(TASK BRIEF)
Note how many lines of the data below hold the word "StorageBackend", then give that number with no other text.

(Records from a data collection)
_ _ _
//! Configuration for the ATC core

use crate::types::{Currency, PartyId};
use serde::{Deserialize, Serialize};
use std::path::PathBuf;
use uuid::Uuid;

/// Core configuration
#[derive(Debug, Clone, Serialize, Deserialize)]
#[serde(default)]
pub struct Config {
    /// Data directory for RocksDB
    pub data_dir: PathBuf,

    /// Service name
    pub service_name: String,

    /// Which store to open
    pub storage: StorageBackend,

    /// RocksDB configuration
    pub rocksdb: RocksDbConfig,

    /// Tenant currency
    pub currency: Currency,

    /// Grant policy
    pub policy: GrantPolicy,
}

impl Default for Config {
    fn default() -> Self {
        Self {
            data_dir: PathBuf::from("./data/atc"),
            service_name: "atc-engine".to_string(),
            storage: StorageBackend::Memory,
            rocksdb: RocksDbConfig::default(),
            currency: Currency::KES,
            policy: GrantPolicy::default(),
        }
    }
}

/// Storage backend
#[derive(Debug, Clone, Copy, PartialEq, Eq, Serialize, Deserialize)]
#[serde(rename_all = "lowercase")]
pub enum StorageBackend {
    /// In-memory maps (lost on restart)
    Memory,
    /// RocksDB under `data_dir`
    Rocksdb,
}

/// RocksDB configuration
#[derive(Debug, Clone, Serialize, Deserialize)]
#[serde(default)]
pub struct RocksDbConfig {
    /// Write buffer size (MB)
    pub write_buffer_size_mb: usize,

    /// Max write buffers
    pub max_write_buffer_number: i32,

    /// Max background jobs (compaction + flush)
    pub max_background_jobs: i32,

    /// Enable statistics
    pub enable_statistics: bool,
}

impl Default for RocksDbConfig {
    fn default() -> Self {
        Self {
            write_buffer_size_mb: 64,
            max_write_buffer_number: 3,
            max_background_jobs: 2,
            enable_statistics: false,
        }
    }
}

/// Tenant policy for grants
#[derive(Debug, Clone, Serialize, Deserialize)]
#[serde(default)]
pub struct GrantPolicy {
    /// New grants start in pending-approval instead of draft
    pub require_approval: bool,

    /// Parties allowed to grant without holding a parent grant
    pub root_authorities: Vec<PartyId>,

    /// Deepest allowed grant chain
    pub max_hierarchy_depth: usize,
}

impl Default for GrantPolicy {
    fn default() -> Self {
        Self {
            require_approval: false,
            root_authorities: Vec::new(),
            max_hierarchy_depth: 8,
        }
    }
}

impl Config {
    /// Load from file
    pub fn from_file(path: impl AsRef<std::path::Path>) -> crate::Result<Self> {
        let content = std::fs::read_to_string(path)?;
        let config: Config = toml::from_str(&content)
            .map_err(|e| crate::Error::Config(format!("Failed to parse config: {}", e)))?;
        Ok(config)
    }

    /// Load from environment variables
    pub fn from_env() -> crate::Result<Self> {
        let mut config = Config::default();
        config.apply_env()?;
        Ok(config)
    }

    /// Override fields from `ATC_*` environment variables
    pub fn apply_env(&mut self) -> crate::Result<()> {
        if let Ok(data_dir) = std::env::var("ATC_DATA_DIR") {
            self.data_dir = PathBuf::from(data_dir);
        }

        if let Ok(backend) = std::env::var("ATC_STORAGE") {
            self.storage = match backend.to_ascii_lowercase().as_str() {
                "memory" => StorageBackend::Memory,
                "rocksdb" => StorageBackend::Rocksdb,
                other => {
                    return Err(crate::Error::Config(format!(
                        "Unknown storage backend: {}",
                        other
                    )))
                }
            };
        }

        if let Ok(code) = std::env::var("ATC_CURRENCY") {
            self.currency = Currency::from_code(&code)
                .ok_or_else(|| crate::Error::Config(format!("Unknown currency: {}", code)))?;
        }

        if let Ok(flag) = std::env::var("ATC_REQUIRE_APPROVAL") {
            self.policy.require_approval = matches!(flag.as_str(), "1" | "true" | "yes");
        }

        if let Ok(list) = std::env::var("ATC_ROOT_AUTHORITIES") {
            self.policy.root_authorities = list
                .split(',')
                .map(str::trim)
                .filter(|s| !s.is_empty())
                .map(|s| {
                    Uuid::parse_str(s)
                        .map(PartyId::new)
                        .map_err(|e| crate::Error::Config(format!("Bad party id {}: {}", s, e)))
                })
                .collect::<crate::Result<Vec<_>>>()?;
        }

        Ok(())
    }
}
_ _ _
(RESPONSE BOX)
5